··· DATA FOR REVIEW

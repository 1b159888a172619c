//! ShardKV CLI Client
//!
//! Command-line interface for interacting with ShardKV.

use std::path::PathBuf;
use std::process::ExitCode;

use clap::{Parser, Subcommand};
use shardkv::loadgen::{self, LoadConfig};
use shardkv::{Client, Result};

/// ShardKV CLI
#[derive(Parser, Debug)]
#[command(name = "shardkv-cli")]
#[command(about = "CLI for ShardKV key-value store")]
#[command(version)]
struct Args {
    /// Server address
    #[arg(short, long, default_value = "127.0.0.1:50051")]
    server: String,

    #[command(subcommand)]
    command: Commands,
}

#[derive(Subcommand, Debug)]
enum Commands {
    /// Get a value by key
    Get {
        /// The key to get
        key: String,
    },

    /// Put a key-value pair
    Put {
        /// The key to set
        key: String,

        /// The value to set
        value: String,
    },

    /// Delete a key
    Del {
        /// The key to delete
        key: String,
    },

    /// Ping the server
    Ping,

    /// Run put, get and delete load phases and print latency stats
    Bench {
        /// Number of concurrent connections
        #[arg(short, long, default_value = "50")]
        concurrency: usize,

        /// Requests per phase
        #[arg(short = 'n', long, default_value = "1000")]
        requests: usize,

        /// Directory to save a CSV of the results in
        #[arg(short, long, default_value = "results")]
        output: PathBuf,

        /// Suffix for the CSV file name
        #[arg(short, long)]
        tag: Option<String>,
    },
}

fn main() -> ExitCode {
    let args = Args::parse();

    match run(args) {
        Ok(code) => code,
        Err(e) => {
            eprintln!("error: {}", e);
            ExitCode::from(2)
        }
    }
}

fn run(args: Args) -> Result<ExitCode> {
    let server = args.server;

    let code = match args.command {
        Commands::Get { key } => match Client::connect(server.as_str())?.get(key.as_bytes())? {
            Some(value) => {
                println!("{}", String::from_utf8_lossy(&value));
                ExitCode::SUCCESS
            }
            None => {
                println!("(not found)");
                ExitCode::FAILURE
            }
        },
        Commands::Put { key, value } => {
            report(Client::connect(server.as_str())?.put(key.as_bytes(), value.as_bytes())?)
        }
        Commands::Del { key } => report(Client::connect(server.as_str())?.delete(key.as_bytes())?),
        Commands::Ping => {
            Client::connect(server.as_str())?.ping()?;
            println!("PONG");
            ExitCode::SUCCESS
        }
        Commands::Bench {
            concurrency,
            requests,
            output,
            tag,
        } => {
            let config = LoadConfig {
                server_addr: server,
                concurrency,
                total_requests: requests,
            };
            let reports = loadgen::run_all(&config)?;
            for report in &reports {
                println!("{}", report);
            }
            let path = loadgen::save_csv(&output, tag.as_deref(), &reports)?;
            println!("Results saved to {}", path.display());
            ExitCode::SUCCESS
        }
    };

    Ok(code)
}

fn report(success: bool) -> ExitCode {
    if success {
        println!("OK");
        ExitCode::SUCCESS
    } else {
        println!("(no change)");
        ExitCode::FAILURE
    }
}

······

▶ TO DO:
Scan the records for the word "ExitCode" and copy every line where it is found.

▶ EXERCISE RESPONSE:
use std::process::ExitCode;
fn main() -> ExitCode {
            ExitCode::from(2)
fn run(args: Args) -> Result<ExitCode> {
                ExitCode::SUCCESS
                ExitCode::FAILURE
            ExitCode::SUCCESS
            ExitCode::SUCCESS
fn report(success: bool) -> ExitCode {
        ExitCode::SUCCESS
        ExitCode::FAILURE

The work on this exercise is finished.